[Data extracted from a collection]
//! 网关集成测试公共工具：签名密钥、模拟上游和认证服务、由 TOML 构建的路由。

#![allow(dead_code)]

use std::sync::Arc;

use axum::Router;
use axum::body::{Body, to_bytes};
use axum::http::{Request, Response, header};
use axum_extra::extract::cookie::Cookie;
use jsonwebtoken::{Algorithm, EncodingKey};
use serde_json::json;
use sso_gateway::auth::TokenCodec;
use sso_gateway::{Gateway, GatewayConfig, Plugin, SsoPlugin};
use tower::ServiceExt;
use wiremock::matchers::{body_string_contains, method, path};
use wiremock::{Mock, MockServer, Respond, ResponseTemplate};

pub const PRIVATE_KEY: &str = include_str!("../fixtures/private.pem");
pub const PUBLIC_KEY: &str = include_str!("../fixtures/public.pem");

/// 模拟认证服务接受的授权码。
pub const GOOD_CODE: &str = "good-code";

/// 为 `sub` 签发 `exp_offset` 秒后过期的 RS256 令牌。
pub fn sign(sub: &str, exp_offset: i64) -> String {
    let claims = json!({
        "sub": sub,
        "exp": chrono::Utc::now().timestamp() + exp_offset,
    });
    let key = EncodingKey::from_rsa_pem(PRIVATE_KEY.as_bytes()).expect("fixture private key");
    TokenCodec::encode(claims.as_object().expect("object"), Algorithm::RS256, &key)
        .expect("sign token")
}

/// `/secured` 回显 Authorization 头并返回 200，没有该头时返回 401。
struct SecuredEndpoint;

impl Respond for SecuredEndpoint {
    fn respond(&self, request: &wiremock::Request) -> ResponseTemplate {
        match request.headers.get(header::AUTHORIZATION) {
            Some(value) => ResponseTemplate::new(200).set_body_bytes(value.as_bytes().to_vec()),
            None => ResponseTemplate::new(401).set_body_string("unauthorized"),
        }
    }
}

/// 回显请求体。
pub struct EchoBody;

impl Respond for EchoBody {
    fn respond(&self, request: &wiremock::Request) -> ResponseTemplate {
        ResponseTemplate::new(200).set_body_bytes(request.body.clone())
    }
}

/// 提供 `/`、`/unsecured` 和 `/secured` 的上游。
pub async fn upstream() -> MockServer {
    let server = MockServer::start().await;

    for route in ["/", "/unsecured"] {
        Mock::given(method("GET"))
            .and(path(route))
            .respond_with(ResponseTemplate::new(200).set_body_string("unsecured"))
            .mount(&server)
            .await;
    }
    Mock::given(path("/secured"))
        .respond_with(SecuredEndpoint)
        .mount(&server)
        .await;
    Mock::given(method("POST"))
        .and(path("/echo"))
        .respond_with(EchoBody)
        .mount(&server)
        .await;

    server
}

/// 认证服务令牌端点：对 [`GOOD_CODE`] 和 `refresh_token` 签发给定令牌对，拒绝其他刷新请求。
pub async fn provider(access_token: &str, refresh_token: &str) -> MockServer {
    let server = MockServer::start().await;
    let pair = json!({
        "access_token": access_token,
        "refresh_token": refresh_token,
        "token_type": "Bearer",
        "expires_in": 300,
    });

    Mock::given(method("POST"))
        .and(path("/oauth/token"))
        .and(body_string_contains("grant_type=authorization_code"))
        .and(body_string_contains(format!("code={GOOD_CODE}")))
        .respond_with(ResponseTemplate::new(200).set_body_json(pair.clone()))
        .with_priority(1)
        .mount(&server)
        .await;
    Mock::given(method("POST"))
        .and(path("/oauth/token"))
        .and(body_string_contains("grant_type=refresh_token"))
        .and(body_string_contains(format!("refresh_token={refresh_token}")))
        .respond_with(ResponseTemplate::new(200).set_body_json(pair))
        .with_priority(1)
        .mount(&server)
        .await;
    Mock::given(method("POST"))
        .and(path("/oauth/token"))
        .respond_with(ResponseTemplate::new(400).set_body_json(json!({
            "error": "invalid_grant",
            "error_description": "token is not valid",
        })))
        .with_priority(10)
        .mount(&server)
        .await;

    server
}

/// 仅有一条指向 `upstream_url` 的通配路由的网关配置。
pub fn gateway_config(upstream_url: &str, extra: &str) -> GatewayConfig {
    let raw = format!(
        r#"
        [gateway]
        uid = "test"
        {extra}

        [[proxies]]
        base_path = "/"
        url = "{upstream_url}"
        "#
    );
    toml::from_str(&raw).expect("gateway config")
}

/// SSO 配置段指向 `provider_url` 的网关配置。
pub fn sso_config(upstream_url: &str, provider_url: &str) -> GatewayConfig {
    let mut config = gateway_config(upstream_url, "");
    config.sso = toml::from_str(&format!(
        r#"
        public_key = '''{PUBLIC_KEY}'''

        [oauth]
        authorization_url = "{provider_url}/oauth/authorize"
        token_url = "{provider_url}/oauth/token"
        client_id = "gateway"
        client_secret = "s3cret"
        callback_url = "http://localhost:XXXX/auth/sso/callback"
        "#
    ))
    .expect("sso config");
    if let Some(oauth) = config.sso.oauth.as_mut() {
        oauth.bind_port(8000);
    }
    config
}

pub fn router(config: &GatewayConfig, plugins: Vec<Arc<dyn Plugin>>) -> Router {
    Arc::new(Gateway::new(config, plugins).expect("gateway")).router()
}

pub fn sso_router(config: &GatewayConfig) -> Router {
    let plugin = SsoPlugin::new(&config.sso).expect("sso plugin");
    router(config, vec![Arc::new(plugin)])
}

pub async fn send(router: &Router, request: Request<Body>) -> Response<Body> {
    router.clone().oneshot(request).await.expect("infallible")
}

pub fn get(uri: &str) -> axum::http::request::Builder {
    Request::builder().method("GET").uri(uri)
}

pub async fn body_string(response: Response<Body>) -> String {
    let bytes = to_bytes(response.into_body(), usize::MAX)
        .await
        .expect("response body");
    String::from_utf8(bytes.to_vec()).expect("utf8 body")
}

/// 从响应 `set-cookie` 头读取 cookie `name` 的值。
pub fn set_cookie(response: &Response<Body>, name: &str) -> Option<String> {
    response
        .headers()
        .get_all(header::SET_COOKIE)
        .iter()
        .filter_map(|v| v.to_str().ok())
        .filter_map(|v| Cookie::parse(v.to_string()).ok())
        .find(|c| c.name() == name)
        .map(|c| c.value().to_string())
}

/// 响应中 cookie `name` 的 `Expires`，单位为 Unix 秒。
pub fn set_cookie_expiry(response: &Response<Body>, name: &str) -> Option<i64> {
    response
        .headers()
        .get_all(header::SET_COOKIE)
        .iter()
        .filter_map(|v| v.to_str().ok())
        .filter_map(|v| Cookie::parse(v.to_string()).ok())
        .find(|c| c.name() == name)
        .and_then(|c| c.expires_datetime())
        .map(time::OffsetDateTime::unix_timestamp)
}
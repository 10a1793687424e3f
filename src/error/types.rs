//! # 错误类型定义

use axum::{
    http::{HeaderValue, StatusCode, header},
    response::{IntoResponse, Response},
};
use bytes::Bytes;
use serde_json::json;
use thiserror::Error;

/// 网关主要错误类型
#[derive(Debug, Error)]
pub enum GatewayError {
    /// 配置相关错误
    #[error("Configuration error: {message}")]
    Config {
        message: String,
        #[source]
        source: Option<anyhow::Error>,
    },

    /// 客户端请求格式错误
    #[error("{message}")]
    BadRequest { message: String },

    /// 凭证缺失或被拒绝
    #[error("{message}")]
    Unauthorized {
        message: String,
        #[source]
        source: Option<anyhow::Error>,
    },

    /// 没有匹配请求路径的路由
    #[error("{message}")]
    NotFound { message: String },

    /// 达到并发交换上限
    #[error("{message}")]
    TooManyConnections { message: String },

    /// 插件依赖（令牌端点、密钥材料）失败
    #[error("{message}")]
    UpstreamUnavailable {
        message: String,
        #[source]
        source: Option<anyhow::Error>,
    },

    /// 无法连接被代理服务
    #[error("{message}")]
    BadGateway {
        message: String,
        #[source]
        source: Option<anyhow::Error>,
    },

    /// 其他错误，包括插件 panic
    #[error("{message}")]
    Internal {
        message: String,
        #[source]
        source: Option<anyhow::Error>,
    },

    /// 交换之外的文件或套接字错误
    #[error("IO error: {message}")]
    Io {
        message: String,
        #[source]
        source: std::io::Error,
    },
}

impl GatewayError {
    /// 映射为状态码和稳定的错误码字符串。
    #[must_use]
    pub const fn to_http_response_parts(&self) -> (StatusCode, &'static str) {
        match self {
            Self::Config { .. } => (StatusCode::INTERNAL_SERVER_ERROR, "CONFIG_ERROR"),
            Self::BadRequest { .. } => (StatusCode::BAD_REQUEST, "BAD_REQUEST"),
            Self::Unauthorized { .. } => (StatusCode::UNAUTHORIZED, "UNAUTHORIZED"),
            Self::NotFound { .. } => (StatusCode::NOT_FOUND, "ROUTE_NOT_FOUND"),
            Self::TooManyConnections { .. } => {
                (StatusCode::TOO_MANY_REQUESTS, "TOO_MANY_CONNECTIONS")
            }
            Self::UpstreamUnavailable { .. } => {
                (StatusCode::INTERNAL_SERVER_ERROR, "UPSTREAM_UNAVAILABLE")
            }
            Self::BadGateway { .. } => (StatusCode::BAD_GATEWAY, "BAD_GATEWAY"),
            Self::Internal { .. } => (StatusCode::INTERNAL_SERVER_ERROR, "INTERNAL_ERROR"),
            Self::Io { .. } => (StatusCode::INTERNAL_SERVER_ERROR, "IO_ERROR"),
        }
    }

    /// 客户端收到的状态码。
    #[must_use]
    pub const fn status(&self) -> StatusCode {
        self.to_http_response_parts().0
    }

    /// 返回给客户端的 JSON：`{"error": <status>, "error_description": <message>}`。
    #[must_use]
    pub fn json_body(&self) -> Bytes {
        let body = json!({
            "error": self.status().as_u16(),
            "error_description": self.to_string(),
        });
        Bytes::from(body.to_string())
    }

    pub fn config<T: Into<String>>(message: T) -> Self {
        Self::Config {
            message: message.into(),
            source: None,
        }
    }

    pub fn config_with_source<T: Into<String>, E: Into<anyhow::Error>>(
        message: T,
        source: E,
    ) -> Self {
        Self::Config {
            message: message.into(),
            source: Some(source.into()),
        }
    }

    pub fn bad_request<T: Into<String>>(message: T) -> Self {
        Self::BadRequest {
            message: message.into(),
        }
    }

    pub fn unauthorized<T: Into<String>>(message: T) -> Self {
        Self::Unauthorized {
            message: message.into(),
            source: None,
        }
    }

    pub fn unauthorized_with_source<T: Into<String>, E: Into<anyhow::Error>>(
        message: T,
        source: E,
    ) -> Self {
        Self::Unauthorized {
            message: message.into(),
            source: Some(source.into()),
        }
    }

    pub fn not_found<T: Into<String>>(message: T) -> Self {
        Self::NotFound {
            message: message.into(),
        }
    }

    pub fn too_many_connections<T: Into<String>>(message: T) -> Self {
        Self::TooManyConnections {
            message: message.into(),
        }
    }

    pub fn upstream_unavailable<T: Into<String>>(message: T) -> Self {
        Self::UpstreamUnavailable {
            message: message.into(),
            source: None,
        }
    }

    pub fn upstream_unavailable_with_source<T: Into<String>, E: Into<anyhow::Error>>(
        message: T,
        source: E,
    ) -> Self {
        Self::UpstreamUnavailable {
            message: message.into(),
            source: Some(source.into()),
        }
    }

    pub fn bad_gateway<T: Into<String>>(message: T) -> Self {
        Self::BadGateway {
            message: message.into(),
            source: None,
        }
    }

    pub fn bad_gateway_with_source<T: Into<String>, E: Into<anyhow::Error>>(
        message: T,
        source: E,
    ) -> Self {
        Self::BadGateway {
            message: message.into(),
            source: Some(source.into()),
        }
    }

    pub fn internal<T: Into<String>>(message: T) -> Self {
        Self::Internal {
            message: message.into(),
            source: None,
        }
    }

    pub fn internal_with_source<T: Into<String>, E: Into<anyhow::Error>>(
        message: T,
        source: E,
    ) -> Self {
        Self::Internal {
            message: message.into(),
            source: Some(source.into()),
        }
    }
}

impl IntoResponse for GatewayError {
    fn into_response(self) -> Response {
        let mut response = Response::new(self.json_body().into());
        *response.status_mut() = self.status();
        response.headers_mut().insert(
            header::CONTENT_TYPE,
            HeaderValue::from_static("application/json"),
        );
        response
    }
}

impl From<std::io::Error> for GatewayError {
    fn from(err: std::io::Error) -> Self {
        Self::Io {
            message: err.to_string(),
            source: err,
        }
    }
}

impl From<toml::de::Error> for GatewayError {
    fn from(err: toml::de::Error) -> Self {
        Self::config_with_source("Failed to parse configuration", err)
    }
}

** EXERCISE **
Return, in full, every line of these entries that holds "Algorithm".

** RESULT OF THE EXERCISE **
use jsonwebtoken::{Algorithm, EncodingKey};
    TokenCodec::encode(claims.as_object().expect("object"), Algorithm::RS256, &key)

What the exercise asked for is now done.